One of the first men arrested from a group of Twin Cities friends accused of plotting to join the Islamic State in Iraq and the Levant (ISIL) is expected to take the witness stand on Friday against three of his former associates fighting those charges.
Abdullahi Yusuf, who was charged in late 2014 after an FBI investigation and agreed to cooperate as part of a plea agreement, will testify against three Somali-American men who prosecutors say once conspired alongside Yusuf to travel to Syria to fight and kill for ISIL.
Yusuf’s testimony is expected to be a highlight of the trial. In preparation for that moment, the jury on Thursday was first exposed to an all-day crash course on the modern history of Middle Eastern unrest, the rise of ISIL, and the group’s makeup and outlook.
Before Yusuf, the government’s expert witness on the subject will return to the stand Friday for further discussion of the Syrian conflict and the factors that gave rise to ISIL. The terrorist organization has become known worldwide both for its brutality and for sophisticated recruitment methods that lured thousands of young Muslims from outside the region to its banner.
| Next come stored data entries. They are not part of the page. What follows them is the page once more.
//! Host-provided locale preferences.
//!
//! When a store is built without explicit `sources`, the preference list comes
//! from the host: the `LOCALE_TREE_LOCALE` environment variable first, then the
//! operating system's preferred locales. Every entry is normalized to a BCP 47
//! tag so values such as `en_US.UTF-8` still match `en-US` trees.

use ortho_config::LanguageIdentifier;
use std::str::FromStr;

/// Environment variable name used to override the host locale list.
pub const LOCALE_TREE_LOCALE_ENV: &str = "LOCALE_TREE_LOCALE";

/// Source of the `LOCALE_TREE_LOCALE` override.
///
/// Stores only ever read through this trait, so tests can supply a fixed
/// override without touching the process environment.
pub trait EnvProvider {
    /// Value of the variable named `key`, or `None` when it is unset.
    fn var(&self, key: &str) -> Option<String>;
}

/// Reads variables from `std::env`.
#[derive(Debug, Default, Copy, Clone)]
pub struct SystemEnv;

impl EnvProvider for SystemEnv {
    fn var(&self, key: &str) -> Option<String> {
        std::env::var(key).ok()
    }
}

/// Source of the operating system's locale list.
pub trait SystemLocale {
    /// Return the host's preferred locales, most preferred first.
    fn system_locales(&self) -> Vec<String>;
}

/// System locale provider backed by `sys-locale`.
#[derive(Debug, Default, Copy, Clone)]
pub struct SysLocale;

impl SystemLocale for SysLocale {
    fn system_locales(&self) -> Vec<String> {
        sys_locale::get_locales().collect()
    }
}

/// Drop the POSIX codeset (`.UTF-8`) and modifier (`@euro`) from `raw`.
fn posix_locale_base(raw: &str) -> &str {
    raw.split(['.', '@']).next().unwrap_or(raw).trim()
}

/// Turn a host locale string into a tag comparable with tree identifiers.
///
/// POSIX-style values such as `de_DE.UTF-8@euro` reduce to `de-DE`. Values that
/// are not language identifiers once reduced, such as `C`, yield `None`.
///
/// # Examples
///
/// ```rust
/// use locale_tree::host::normalize_locale_tag;
///
/// assert_eq!(normalize_locale_tag("en_US.UTF-8"), Some("en-US".to_owned()));
/// assert_eq!(normalize_locale_tag("es-ES"), Some("es-ES".to_owned()));
/// assert_eq!(normalize_locale_tag("C"), None);
/// ```
#[must_use]
pub fn normalize_locale_tag(raw: &str) -> Option<String> {
    Some(posix_locale_base(raw.trim()))
        .filter(|base| !base.is_empty())
        .and_then(|base| LanguageIdentifier::from_str(&base.replace('_', "-")).ok())
        .map(|lang| lang.to_string())
}

/// Build the host preference list.
///
/// The environment override comes first, followed by the system locales.
/// Entries that do not normalize are skipped and duplicates keep their first
/// position.
///
/// # Examples
///
/// ```rust
/// use locale_tree::host::{EnvProvider, SystemLocale, host_preferences};
///
/// struct NoEnv;
/// impl EnvProvider for NoEnv {
///     fn var(&self, _key: &str) -> Option<String> {
///         None
///     }
/// }
///
/// struct Fixed;
/// impl SystemLocale for Fixed {
///     fn system_locales(&self) -> Vec<String> {
///         vec!["fr_FR.UTF-8".into(), "en_US".into()]
///     }
/// }
///
/// assert_eq!(host_preferences(&NoEnv, &Fixed), vec!["fr-FR", "en-US"]);
/// ```
#[must_use]
pub fn host_preferences(env: &impl EnvProvider, system: &impl SystemLocale) -> Vec<String> {
    let env_locale = env.var(LOCALE_TREE_LOCALE_ENV);
    let system_locales = system.system_locales();
    let mut preferences: Vec<String> = Vec::new();
    let candidates = env_locale
        .iter()
        .chain(system_locales.iter())
        .filter_map(|raw| normalize_locale_tag(raw));
    for tag in candidates {
        if !preferences.contains(&tag) {
            preferences.push(tag);
        }
    }
    preferences
}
Charles Lister, a fellow at the Washington, D.C., think tank Middle East Institute, walked prosecutors and defense attorneys through maps, mug shots and terminology during his eight hours on the stand.
The names of Abdirahman Daud, 22; Mohamed Farah, 22, and Guled Omar, 21 — each on trial on charges including conspiracy to provide material support to ISIL and to commit murder abroad — were barely mentioned. Instead, Lister summarized several notorious ISIL-made videos and terms that are expected to resurface during a trial expected to last up to three weeks.
Lister provided synopses for videos like “Flames of War,” a slick film with slow-motion shots of battle and the summary execution of men made to dig their own graves.
Lister said some analysts suggested the English-speaking narrator was from Minnesota.
During opening remarks Wednesday, Assistant U.S. Attorney Andrew Winter said Farah once ducked into a men’s room at work to watch the video.
Among other videos Lister described Thursday were those showing the 2014 beheadings of Western journalists and aid workers, and the burning alive of a captured Jordanian pilot.
Prosecutors say Farah once defended the burning to paid informant Abdirahman Bashiir by calling it an act of “qisas,” or retaliation.
Farah’s attorney, Murad Mohammad, later brought up the Islamic terms used in the case such as kafir, or unbelievers. Mohammad and Lister agreed that ISIL has “taken and perverted” their meaning.
Bruce Nestor, Daud’s attorney, meanwhile, asked Lister if it was possible for anyone to watch an ISIL video — of which more than 120 were found to be made in a given week last April — and not see an example of brutality.
A day earlier, Nestor asked jurors to make the government prove that Daud had seen the grisly images that will be brought as evidence.
“Theoretically, yes, but given the amount and frequency” of the violent videos, Lister said, “I would find that hard to believe.”
U.S. District Judge Michael Davis occasionally intervened, asking Lister to slow down and at other times to provide additional background on topics such as armed opposition groups in Syria and ISIL’s size over the years.
Later, after dismissing jurors, Davis allowed prosecutors to present a chart of the local men who either attempted or successfully made it to Syria to join ISIL. Among them was Douglas McCain, the first American killed fighting for the group.
Assistant U.S. Attorney John Docherty said Thursday that the government will show that McCain and Hanad Mohallim — a friend of the defendants’ and cousin of Bashiir — traveled together into Syria in 2014.
Outside, more than two dozen people ranging from family members to antiwar and civil liberties advocates rallied outside the federal building for what organizers said was the first of what will be a weekly protest during the trial.
Holding signs that read “Stop Targeting the Somali Community,” the group decried the use of an informant in the case.